All complaints about tyre wear were put to one side as Red Bull and Mercedes filled the top four places in the Malaysian Grand Prix, but harmony within both teams took a hit as their drivers squabbled over position.

Sebastian Vettel emerged on top to claim his 27th grand prix win, putting him level with fellow three-time champion Jackie Stewart in the all-time list, but it appears that he did so against team orders, with Mark Webber reminding him post-race of the instruction 'multi21', apparently Red Bull code for its drivers to turn down their engines and hold station. It was a similar story in the battle for the final podium spot, with Nico Rosberg imploring the Mercedes team to allow him to pass Lewis Hamilton, only to be told to accept fourth position.
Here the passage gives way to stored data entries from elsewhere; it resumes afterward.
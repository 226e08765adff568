pub mod clock;
pub mod conversation;
pub mod corridors;
pub mod dates;
pub mod finalizer;
pub mod intent;
pub mod locks;
pub mod messaging;
pub mod pricing;
pub mod replies;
Vettel had led from his pole position, fending off the two Ferraris into turn one, and then survived a nudge from Fernando Alonso which left the Spaniard with damage to his front wing. Webber, up from fifth after an unusually mega getaway, was initially unable to take advantage of the situation, despite numerous looks at Alonso, but had grabbed second place into turn one next time around – just as the wing broke free and the Ferrari skated into the gravel trap.

Without Alonso to interfere, and with Massa having been swamped at the first turn, the Red Bulls were able to eke out a gap over the field, with Vettel enjoying a cushion over his team-mate as they negotiated a drying track following a pre-race rainstorm. With lap times tumbling, however, the German decided that he needed slicks instead of Pirelli's intermediates. The stop, on lap five, dropped Vettel to fifth as he struggled for grip in the first part of the lap after rejoining, and Webber was advised to delay his stop by another lap. The decision proved to be a wise one for, when the Australian got back on track, he was ahead of his team-mate, and able to assume the lead when Rosberg stopped next time around.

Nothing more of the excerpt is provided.